Where 'Bosses Hang' is essentially one song broken into three parts, 'Anthem For No State' is more of a set of three related but separate pieces. In that way it's reminiscent of the Godspeed of old – if you placed some fields recordings in between each act the song would fit fairly seamlessly into one of their early records. As it is, the field recordings are again missing from this record, as with Asunder, with the music placed right in the centre of focus. The opening act of 'Anthem...' is Godspeed at their most delicate and beautiful, full of cleanly picked guitars and celestial strings.
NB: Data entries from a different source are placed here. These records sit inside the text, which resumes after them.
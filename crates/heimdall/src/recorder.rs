//! Stateless helpers that build a correctly-tagged record for each request
//! shape and normalize responses and errors into the schema.
//!
//! Every helper takes the small required field set plus an options struct;
//! absent optional fields are never written. The backend distinguishes
//! "unset" from "empty", so that rule is load-bearing.

use chrono::SecondsFormat;

use crate::context::TraceContext;
use crate::error::ContextError;
use crate::observation::{Level, Observation};
use crate::response::{ChatMessage, LlmResponse};
use crate::schema::{self, Operation};
use crate::span::{SpanEvent, SpanStatus};
use crate::trace::{Trace, TraceOptions};
use crate::value::AttrValue;
use crate::variants::{Agent, Embedding, Generation, Span, ToolCall};

/// Optional fields for generation-shaped records.
#[derive(Debug, Clone, Default)]
pub struct GenerationOptions {
    pub provider: Option<String>,
    pub temperature: Option<f64>,
    pub max_tokens: Option<i64>,
    pub top_p: Option<f64>,
    pub top_k: Option<i64>,
    pub frequency_penalty: Option<f64>,
    pub presence_penalty: Option<f64>,
    pub messages: Option<Vec<ChatMessage>>,
    pub prompt: Option<String>,
    pub prompt_name: Option<String>,
    pub prompt_version: Option<i64>,
}

impl GenerationOptions {
    pub fn new() -> Self {
        Self::default()
    }

    pub fn with_provider(mut self, provider: impl Into<String>) -> Self {
        self.provider = Some(provider.into());
        self
    }

    pub fn with_temperature(mut self, temperature: f64) -> Self {
        self.temperature = Some(temperature);
        self
    }

    pub fn with_max_tokens(mut self, max_tokens: i64) -> Self {
        self.max_tokens = Some(max_tokens);
        self
    }

    pub fn with_top_p(mut self, top_p: f64) -> Self {
        self.top_p = Some(top_p);
        self
    }

    pub fn with_top_k(mut self, top_k: i64) -> Self {
        self.top_k = Some(top_k);
        self
    }

    pub fn with_frequency_penalty(mut self, penalty: f64) -> Self {
        self.frequency_penalty = Some(penalty);
        self
    }

    pub fn with_presence_penalty(mut self, penalty: f64) -> Self {
        self.presence_penalty = Some(penalty);
        self
    }

    pub fn with_messages(mut self, messages: Vec<ChatMessage>) -> Self {
        self.messages = Some(messages);
        self
    }

    pub fn with_prompt(mut self, prompt: impl Into<String>) -> Self {
        self.prompt = Some(prompt.into());
        self
    }

    pub fn with_prompt_reference(mut self, name: impl Into<String>, version: Option<i64>) -> Self {
        self.prompt_name = Some(name.into());
        self.prompt_version = version;
        self
    }
}

/// Optional fields for embeddings records.
#[derive(Debug, Clone, Default)]
pub struct EmbeddingsOptions {
    pub provider: Option<String>,
    pub text: Option<String>,
    pub dimensions: Option<i64>,
}

impl EmbeddingsOptions {
    pub fn new() -> Self {
        Self::default()
    }

    pub fn with_provider(mut self, provider: impl Into<String>) -> Self {
        self.provider = Some(provider.into());
        self
    }

    pub fn with_text(mut self, text: impl Into<String>) -> Self {
        self.text = Some(text.into());
        self
    }

    pub fn with_dimensions(mut self, dimensions: i64) -> Self {
        self.dimensions = Some(dimensions);
        self
    }
}

/// Optional fields for tool-call records.
#[derive(Debug, Clone, Default)]
pub struct ToolCallOptions {
    pub description: Option<String>,
    pub tool_type: Option<String>,
    pub call_id: Option<String>,
    pub arguments: Option<serde_json::Value>,
}

impl ToolCallOptions {
    pub fn new() -> Self {
        Self::default()
    }

    pub fn with_description(mut self, description: impl Into<String>) -> Self {
        self.description = Some(description.into());
        self
    }

    pub fn with_tool_type(mut self, tool_type: impl Into<String>) -> Self {
        self.tool_type = Some(tool_type.into());
        self
    }

    pub fn with_call_id(mut self, call_id: impl Into<String>) -> Self {
        self.call_id = Some(call_id.into());
        self
    }

    pub fn with_arguments(mut self, arguments: serde_json::Value) -> Self {
        self.arguments = Some(arguments);
        self
    }
}

/// Optional fields for agent records.
#[derive(Debug, Clone, Default)]
pub struct AgentRecordOptions {
    pub description: Option<String>,
    pub data_source: Option<String>,
}

impl AgentRecordOptions {
    pub fn new() -> Self {
        Self::default()
    }

    pub fn with_description(mut self, description: impl Into<String>) -> Self {
        self.description = Some(description.into());
        self
    }

    pub fn with_data_source(mut self, data_source: impl Into<String>) -> Self {
        self.data_source = Some(data_source.into());
        self
    }
}

/// Optional fields for plain span records.
#[derive(Debug, Clone, Default)]
pub struct SpanRecordOptions {
    pub description: Option<String>,
    pub input: Option<serde_json::Value>,
}

impl SpanRecordOptions {
    pub fn new() -> Self {
        Self::default()
    }

    pub fn with_description(mut self, description: impl Into<String>) -> Self {
        self.description = Some(description.into());
        self
    }

    pub fn with_input(mut self, input: serde_json::Value) -> Self {
        self.input = Some(input);
        self
    }
}

/// Build a chat-completion generation under `trace`.
pub fn chat_completion(
    trace: &Trace,
    name: &str,
    model: &str,
    options: &GenerationOptions,
) -> Generation {
    let generation = trace.create_generation(name, model, options.provider.as_deref());
    generation.set_tag(schema::operation::NAME, Operation::Chat.as_str());
    apply_generation_options(&generation, options);
    generation
}

/// Build a text-completion generation under `trace`.
pub fn text_completion(
    trace: &Trace,
    name: &str,
    model: &str,
    options: &GenerationOptions,
) -> Generation {
    let generation = trace.create_generation(name, model, options.provider.as_deref());
    generation.set_tag(schema::operation::NAME, Operation::TextCompletion.as_str());
    apply_generation_options(&generation, options);
    generation
}

/// Build an embeddings record under `trace`.
pub fn embeddings(
    trace: &Trace,
    name: &str,
    model: &str,
    options: &EmbeddingsOptions,
) -> Embedding {
    let embedding = trace.create_embedding(name, model, options.provider.as_deref());
    embedding.set_tag(schema::operation::NAME, Operation::Embeddings.as_str());
    if let Some(text) = &options.text {
        embedding.set_text(text);
    }
    if let Some(dimensions) = options.dimensions {
        embedding.set_dimensions(dimensions);
    }
    embedding
}

/// Build a tool-call record under `trace`.
pub fn tool_call(
    trace: &Trace,
    name: &str,
    tool_name: &str,
    options: &ToolCallOptions,
) -> ToolCall {
    let call = trace.create_tool_call(name, tool_name);
    call.set_tag(schema::operation::NAME, Operation::ExecuteTool.as_str());
    if let Some(description) = &options.description {
        call.set_tag(schema::tool::DESCRIPTION, description.as_str());
    }
    if let Some(tool_type) = &options.tool_type {
        call.set_tag(schema::tool::TYPE, tool_type.as_str());
    }
    if let Some(call_id) = &options.call_id {
        call.set_tag(schema::tool::CALL_ID, call_id.as_str());
    }
    if let Some(arguments) = &options.arguments {
        call.set_arguments(arguments);
    }
    call
}

/// Build an agent record under `trace`.
pub fn agent(trace: &Trace, name: &str, agent_id: &str, options: &AgentRecordOptions) -> Agent {
    let agent = trace.create_agent(name, agent_id);
    agent.set_tag(schema::operation::NAME, Operation::Agent.as_str());
    apply_agent_options(&agent, options);
    agent
}

/// Build an agent-invocation record under `trace`.
pub fn invoke_agent(
    trace: &Trace,
    name: &str,
    agent_id: &str,
    options: &AgentRecordOptions,
) -> Agent {
    let agent = trace.create_agent(name, agent_id);
    agent.set_tag(schema::operation::NAME, Operation::InvokeAgent.as_str());
    apply_agent_options(&agent, options);
    agent
}

/// Build a plain span record under `trace`.
pub fn span(trace: &Trace, name: &str, options: &SpanRecordOptions) -> Span {
    let span = trace.create_span(name);
    if let Some(description) = &options.description {
        span.set_description(description);
    }
    if let Some(input) = &options.input {
        span.set_input(input);
    }
    span
}

/// Start the context's root trace. Thin alias kept for symmetry with the
/// other record builders.
pub fn trace(
    ctx: &mut TraceContext,
    name: &str,
    options: &TraceOptions,
) -> Result<Trace, ContextError> {
    ctx.start_trace(name, options)
}

fn apply_generation_options(generation: &Generation, options: &GenerationOptions) {
    if let Some(temperature) = options.temperature {
        generation.set_temperature(temperature);
    }
    if let Some(max_tokens) = options.max_tokens {
        generation.set_max_tokens(max_tokens);
    }
    if let Some(top_p) = options.top_p {
        generation.set_top_p(top_p);
    }
    if let Some(top_k) = options.top_k {
        generation.set_top_k(top_k);
    }
    if let Some(penalty) = options.frequency_penalty {
        generation.set_frequency_penalty(penalty);
    }
    if let Some(penalty) = options.presence_penalty {
        generation.set_presence_penalty(penalty);
    }
    if let Some(messages) = &options.messages {
        generation.set_input_messages(messages);
    } else if let Some(prompt) = &options.prompt {
        generation.set_prompt(prompt);
    }
    if let Some(prompt_name) = &options.prompt_name {
        generation.set_prompt_reference(prompt_name, options.prompt_version);
    }
}

fn apply_agent_options(agent: &Agent, options: &AgentRecordOptions) {
    if let Some(description) = &options.description {
        agent.set_tag(schema::agent::DESCRIPTION, description.as_str());
    }
    if let Some(data_source) = &options.data_source {
        agent.set_data_source(data_source);
    }
}

/// Normalize a response into a record's schema keys. Only fields present on
/// the response are written.
pub fn apply_response(record: &Observation, response: &LlmResponse) {
    if let Some(id) = &response.id {
        record.write(schema::response::ID, AttrValue::Str(id.clone()));
    }
    if let Some(model) = &response.model {
        record.write(schema::response::MODEL, AttrValue::Str(model.clone()));
    }
    if let Some(reasons) = &response.finish_reasons {
        record.write(
            schema::response::FINISH_REASONS,
            AttrValue::StrArray(reasons.clone()),
        );
    }
    if let Some(tokens) = response.input_tokens {
        record.write(schema::response::USAGE_INPUT_TOKENS, AttrValue::Int(tokens));
    }
    if let Some(tokens) = response.output_tokens {
        record.write(schema::response::USAGE_OUTPUT_TOKENS, AttrValue::Int(tokens));
    }
    if let Some(tokens) = response.total_tokens {
        record.write(schema::response::USAGE_TOTAL_TOKENS, AttrValue::Int(tokens));
    }
    if let Some(cost) = response.input_cost {
        record.write(schema::response::COST_INPUT, AttrValue::Float(cost));
    }
    if let Some(cost) = response.output_cost {
        record.write(schema::response::COST_OUTPUT, AttrValue::Float(cost));
    }
    if let Some(cost) = response.total_cost {
        record.write(schema::response::COST_TOTAL, AttrValue::Float(cost));
    }
    if let Some(at) = response.completion_start_time {
        record.write(
            schema::response::COMPLETION_START_TIME,
            AttrValue::Str(at.to_rfc3339_opts(SecondsFormat::Micros, true)),
        );
    }
    if let Some(messages) = &response.messages {
        record.write(schema::observation::OUTPUT, AttrValue::canonical(messages));
    } else if let Some(completion) = &response.completion {
        record.write(
            schema::observation::OUTPUT,
            AttrValue::Str(completion.clone()),
        );
    }
}

/// Attach a caught error to a record: error level and status, error tags,
/// and a structured exception event on the span timeline. Always succeeds.
pub fn record_error<E>(record: &Observation, error: &E)
where
    E: std::error::Error + ?Sized,
{
    let type_name = std::any::type_name::<E>();
    let message = error.to_string();

    record.set_level(Level::Error);
    record.set_status(SpanStatus::Error {
        message: message.clone(),
    });
    record.write(
        schema::observation::STATUS_MESSAGE,
        AttrValue::Str(message.clone()),
    );
    record.write(schema::error::TYPE, AttrValue::Str(type_name.to_string()));
    record.write(schema::error::MESSAGE, AttrValue::Str(message.clone()));

    let mut event = SpanEvent::new(schema::exception::EVENT_NAME)
        .with_attribute(schema::exception::TYPE, AttrValue::Str(type_name.to_string()))
        .with_attribute(schema::exception::MESSAGE, AttrValue::Str(message));
    if let Some(chain) = source_chain(error) {
        event = event.with_attribute(schema::exception::STACKTRACE, AttrValue::Str(chain));
    }
    record.add_event(event);
}

/// The error's cause chain, one frame per line, if it has one.
fn source_chain<E>(error: &E) -> Option<String>
where
    E: std::error::Error + ?Sized,
{
    let mut frames = Vec::new();
    let mut source = error.source();
    while let Some(cause) = source {
        frames.push(cause.to_string());
        source = cause.source();
    }
    if frames.is_empty() {
        None
    } else {
        Some(frames.join("\n"))
    }
}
It's not a thing I imagine is often said about Godspeed songs, but it's not nearly long enough, its three-minute running time over far too soon. '… Part II' is even shorter, and mostly acts as a link between the two other sections. It's remarkably laid-back for Godspeed, providing a moment of respite between the achingly beautiful opening and the dark closing number to come. 'Anthem For No State, Pt. III' is the most substantial of either of the suite's parts, and continues the Ennio Morricone-esque feel established in the first two sections, this time speed up to a racing pulse. In the record's final moments the strings wrest control back from the guitars, taking us (and our skinny fists) once more towards heaven before gradually losing momentum and falling back to earth.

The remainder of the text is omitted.